The most prevalent food allergy in infants and children 0-2 years of age is cow's milk protein allergy (CMPA). It occurs when an infant’s immune system reacts abnormally to the proteins in cow’s milk, which are either transferred from the mother while breastfeeding or from cow’s milk protein-containing formulas and complementary food. The immune reaction may be immunoglobulin (Ig)E-mediated, non-IgE-mediated, or mixed. The reactions can be immediate (early) reactions, occurring from minutes to hours after exposure, and/or delayed (late) reactions, which can manifest 48 hours or even a week following ingestion. Immediate reactions are more likely to involve IgE, but combinations of immediate and delayed reactions can occur in some infants. Regardless of whether a food allergy is IgE mediated, non-IgE mediated, or both, the dietary management of a food allergy is avoidance of the offending food allergen.1
Symptoms of CMPA can occur in the digestive tract, on the skin, in the respiratory tract, or in other general areas. Some symptoms include vomiting, diarrhea, blood in the stool, eczema, runny nose, wheezing, anaphylaxis or failure to thrive.

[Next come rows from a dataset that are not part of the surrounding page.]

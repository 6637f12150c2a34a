use crate::{naming, Record, Result};

use tabula_core::stmt::{Type, Value, ValueRecord};
use tabula_sql::Dialect;

/// Per-call statement metadata derived from one record.
///
/// Column names and values are index-aligned and follow the record's field
/// declaration order. Built fresh for every table operation.
#[derive(Debug, Clone, PartialEq)]
pub struct RowDescriptor {
    /// Identity value, when the record has an identity field holding a
    /// positive integer.
    pub identity: Option<i64>,

    /// Position of the identity field among the record's fields.
    pub identity_index: Option<usize>,

    /// Column name of the identity field.
    pub identity_column: Option<String>,

    pub columns: Vec<String>,

    pub values: Vec<Value>,

    /// Schema-qualified table name in the dialect's syntax.
    pub table_name: String,

    /// Identity sequence, empty for dialects without one or records without
    /// an identity.
    pub sequence_name: String,

    /// Field index behind each entry of `columns`.
    fields: Vec<usize>,
}

impl RowDescriptor {
    /// Describes `record` for statements against `schema`.
    ///
    /// The identity column is left out of `columns` unless
    /// `include_identity` is set.
    pub fn describe<R: Record>(
        record: &R,
        include_identity: bool,
        schema: &str,
        dialect: &Dialect,
    ) -> Result<RowDescriptor> {
        let identity_index = R::identity_index();
        let mut columns = Vec::with_capacity(R::FIELDS.len());
        let mut values = Vec::with_capacity(R::FIELDS.len());
        let mut fields = Vec::with_capacity(R::FIELDS.len());

        for (index, field) in R::FIELDS.iter().enumerate() {
            if !include_identity && identity_index == Some(index) {
                continue;
            }

            columns.push(naming::to_column_name(field.name)?);
            values.push(record.get(index));
            fields.push(index);
        }

        // Zero and negative identities count as unset, so a default-valued
        // record never addresses a row.
        let identity = identity_index
            .and_then(|index| record.get(index).as_i64())
            .filter(|id| *id > 0);

        let identity_column = identity_index
            .map(|index| naming::to_column_name(R::FIELDS[index].name))
            .transpose()?;

        let table = table_name::<R>()?;
        let table_name = dialect.table_name(schema, &table);
        let sequence_name = match &identity_column {
            Some(column) => dialect.sequence_name_for(schema, &table, column),
            None => String::new(),
        };

        Ok(RowDescriptor {
            identity,
            identity_index,
            identity_column,
            columns,
            values,
            table_name,
            sequence_name,
            fields,
        })
    }

    /// Column types of `columns`, for decoding result rows.
    pub(crate) fn types<R: Record>(&self) -> Vec<Type> {
        self.fields.iter().map(|index| R::FIELDS[*index].ty).collect()
    }

    /// Stores a result row into `record`, column by column.
    pub(crate) fn scan<R: Record>(&self, record: &mut R, row: ValueRecord) -> Result<()> {
        if row.len() != self.fields.len() {
            tabula_core::bail!(
                "expected {} columns from `{}` but the row has {}",
                self.fields.len(),
                self.table_name,
                row.len()
            );
        }

        for (index, value) in self.fields.iter().zip(row) {
            record.set(*index, value)?;
        }

        Ok(())
    }
}

/// The unqualified table name of `R`: its `#[table]` override, or the type
/// name converted to snake case.
pub(crate) fn table_name<R: Record>() -> Result<String> {
    match R::TABLE {
        Some(table) => Ok(table.to_string()),
        None => naming::to_column_name(R::NAME),
    }
}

Early detection and appropriate intervention is essential to minimize the impact of CMPA in infants and children. CMPA can be difficult to diagnose given the large variability in number and severity of the symptoms, and the fact that some of them are perfectly normal for infants to experience. In addition, when CMPA is suspected or diagnosed, infants should be placed on an elimination diet that is free of cow's milk protein.
Breastfeeding mothers should eliminate milk and milk products from their own diet. For infants that are not breastfed, experts recommend feeding a hypoallergenic formula, such as an extensively hydrolyzed formula; however, in infants with severe or life-threatening symptoms or for those with multiple food allergies, an amino acid-based formula may be considered.
EoE is a chronic allergic disorder characterized by esophageal dysfunction and inflammation. Dietary elimination therapy has been shown to be an effective, drug-free prescription for the treatment of EoE.
EoE is linked to immune hypersensitivity to food. In EoE, large numbers of white blood cells called eosinophils are found in the tissue of the esophagus, whereas normally there are no eosinophils in the esophagus.
EoE can occur at any age, and the symptoms vary with age. Infants and toddlers may refuse food, or are not growing properly. School-age children often have recurring abdominal pain, trouble swallowing or are frequently vomiting. The esophagus can narrow to the point that food gets stuck; this is called food impaction and is a medical emergency. A major symptom with EoE is dysphagia due to the inflammation in esophagus. Adverse immune responses to food are the main cause of EoE in a large number of patients.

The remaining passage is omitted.